The reason I’d call it ‘meh’ is probably the same reason I got through it at all. It seemed very much like standard ‘processing a breakup’ fic. The kind of thing you write and you think it’s about something else entirely and then in five years you come back to it and it was CLEARLY you working through your feelings about a breakup unconsciously. And there were real feelings there - which is why I stuck with it. Most of Neil’s writing is too cerebral for me - without the weight and heat of heart. But that’s also why it was just ‘meh’. It was the unexamined heart - a writer is never firing on all cylinders when their head and their heart are working at cross-purposes. It had that feel of stop and start, explosion and silence, that you feel when first learning to drive stick - the unpleasant impact of lack of control or finesse…everything is too raw.

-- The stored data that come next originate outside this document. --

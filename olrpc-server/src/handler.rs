//! Handler traits and types for mailbox methods
//!
//! A handler is the mail-store side of a method. The router calls it only
//! after the parameters passed validation, so it always receives the resolved
//! parameter map: supplied values normalized, omitted optional values filled
//! with their defaults.
//!
//! # Creating Handlers
//!
//! 1. **from_fn**: Wrap an async closure over the raw parameter map
//! 2. **from_typed_fn**: Wrap an async closure with serde conversion on both sides
//!
//! # Examples
//!
//! ```rust
//! use olrpc_server::{from_fn, from_typed_fn};
//! use serde::Deserialize;
//!
//! let folders = from_fn(|_params| async move {
//!     Ok(serde_json::json!([{"name": "Inbox"}]))
//! });
//!
//! #[derive(Deserialize)]
//! struct GetEmail { email_id: String }
//!
//! let get_email = from_typed_fn(|params: GetEmail| async move {
//!     Ok(serde_json::json!({"id": params.email_id}))
//! });
//! ```

use olrpc_core::{Error, Params, Result};
use serde_json::Value;
use std::future::Future;
use std::pin::Pin;
use std::sync::Arc;

/// Boxed future returned by every handler
pub type HandlerResult = Pin<Box<dyn Future<Output = Result<Value>> + Send>>;

/// A method implementation
///
/// Errors returned here travel to the error handler unchanged, so a handler
/// should return the most specific variant it can (`Error::EmailNotFound`
/// rather than `Error::Internal`). `Error::Untyped` is reserved for failures
/// that only carry a message.
pub trait Handler: Send + Sync {
    /// Run the method with validated parameters
    fn handle(&self, params: Params) -> HandlerResult;
}

/// Adapts an async function into a [`Handler`]
pub struct AsyncHandler<F, Fut>
where
    F: Fn(Params) -> Fut + Send + Sync,
    Fut: Future<Output = Result<Value>> + Send + 'static,
{
    func: F,
}

impl<F, Fut> AsyncHandler<F, Fut>
where
    F: Fn(Params) -> Fut + Send + Sync,
    Fut: Future<Output = Result<Value>> + Send + 'static,
{
    pub fn new(func: F) -> Self {
        Self { func }
    }
}

impl<F, Fut> Handler for AsyncHandler<F, Fut>
where
    F: Fn(Params) -> Fut + Send + Sync + 'static,
    Fut: Future<Output = Result<Value>> + Send + 'static,
{
    fn handle(&self, params: Params) -> HandlerResult {
        Box::pin((self.func)(params))
    }
}

/// Create a handler from an async function over the raw parameter map
pub fn from_fn<F, Fut>(func: F) -> Box<dyn Handler>
where
    F: Fn(Params) -> Fut + Send + Sync + 'static,
    Fut: Future<Output = Result<Value>> + Send + 'static,
{
    Box::new(AsyncHandler::new(func))
}

/// Create a handler with automatic type conversion
///
/// # Error Handling
///
/// - If params can't be deserialized to `P`: `Error::InvalidParams`
/// - If the result can't be serialized: `Error::Serialization`
/// - Function errors are passed through unchanged
pub fn from_typed_fn<P, R, F, Fut>(func: F) -> Box<dyn Handler>
where
    P: serde::de::DeserializeOwned + Send + 'static,
    R: serde::Serialize + Send + 'static,
    F: Fn(P) -> Fut + Send + Sync + 'static,
    Fut: Future<Output = Result<R>> + Send + 'static,
{
    let func = Arc::new(func);

    from_fn(move |params: Params| {
        let func = Arc::clone(&func);
        async move {
            let params: P = serde_json::from_value(Value::Object(params))
                .map_err(|e| Error::InvalidParams(e.to_string()))?;

            let result = func(params).await?;

            serde_json::to_value(result).map_err(|e| Error::Serialization(e.to_string()))
        }
    })
}
impl From<&str> for Id {
    fn from(s: &str) -> Self {
        Id::String(s.to_string())
    }
}

impl From<i64> for Id {
    fn from(n: i64) -> Self {
        Id::Number(n)
    }
}

/// Whether `method` matches `[A-Za-z][A-Za-z0-9_.]*`
pub fn is_valid_method_name(method: &str) -> bool {
    let mut chars = method.chars();
    match chars.next() {
        Some(first) if first.is_ascii_alphabetic() => {
            chars.all(|c| c.is_ascii_alphanumeric() || c == '_' || c == '.')
        }
        _ => false,
    }
}

/// JSON-RPC 2.0 request message
///
/// Created once per inbound message and immutable afterwards.
///
/// # Examples
///
/// ```rust
/// use olrpc_core::JsonRpcRequest;
/// use serde_json::json;
///
/// let params = json!({"email_id": "AAMkAD"}).as_object().cloned().unwrap();
/// let req = JsonRpcRequest::new("req-1", "get_email", params).unwrap();
/// assert_eq!(req.method(), "get_email");
///
/// assert!(JsonRpcRequest::new("", "get_email", Default::default()).is_err());
/// assert!(JsonRpcRequest::new("req-2", "9lives", Default::default()).is_err());
/// ```
#[derive(Debug, Clone, PartialEq, Serialize, Deserialize)]
#[serde(try_from = "RawRequest")]
pub struct JsonRpcRequest {
    jsonrpc: String,
    id: Id,
    method: String,
    params: Params,
}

It felt like someone writing about the death of an unconventional relationship. I didn’t mind the ending. There was truth and nuance there, however bitter. Though I’m sick to death of seeing queer love revealed and rejected in the same scene, in ambiguous terms that make it worthy only of hell and damnation, a violating sin revealed by necessity and pushed on an unwitting protagonist. That wasn’t necessary. It was wrong; a sadness.
I will say that it makes my enduring wish for Michael Sheen to record an audiobook of Dylan Thomas’s poetry rather intense. Because his performance was frankly mesmerizing. It was like live theater, when there are moments when you can feel the whole audience holding their breath. When it feels like the actor is holding the audience in their hands, because everyone is so focused and attuned to their voice, their expressions - to the moment. Just really, really amazing.
Einstein has a quote I love “You wouldn’t think it genius if you knew how much work went into it”. And I can’t help but wonder if he was perfectly cast for the role - charming, sweet-hearted chaos agent of a man that he is. Or if he simply is a master of his craft and just put in a tremendous amount of work. I tend to suspect a bit of both.
He just OWNED this role - gave it life and complexity.
David Tennant is a wonderful actor generally, but I’ve seen him do much better work. He seemed lost inside the role - disappearing into the costume and not quite hitting the emotional beats. Like a good singer on a bad night who’s just not quite hitting his notes the way he can. Still good, even amazing, but not the crowd stopper he can be. The one exception being his turn as Crowley as an angel at the beginning. That was just lovely.
Though if you were going to get lost inside a costume- WHAT a costume. Most of what I love about Crowley is his style. His ‘40s suits are sharp enough to cut.
So - nothing really to complain about - but I really hope they don’t leave it here, as it’s quite depressing if left as is.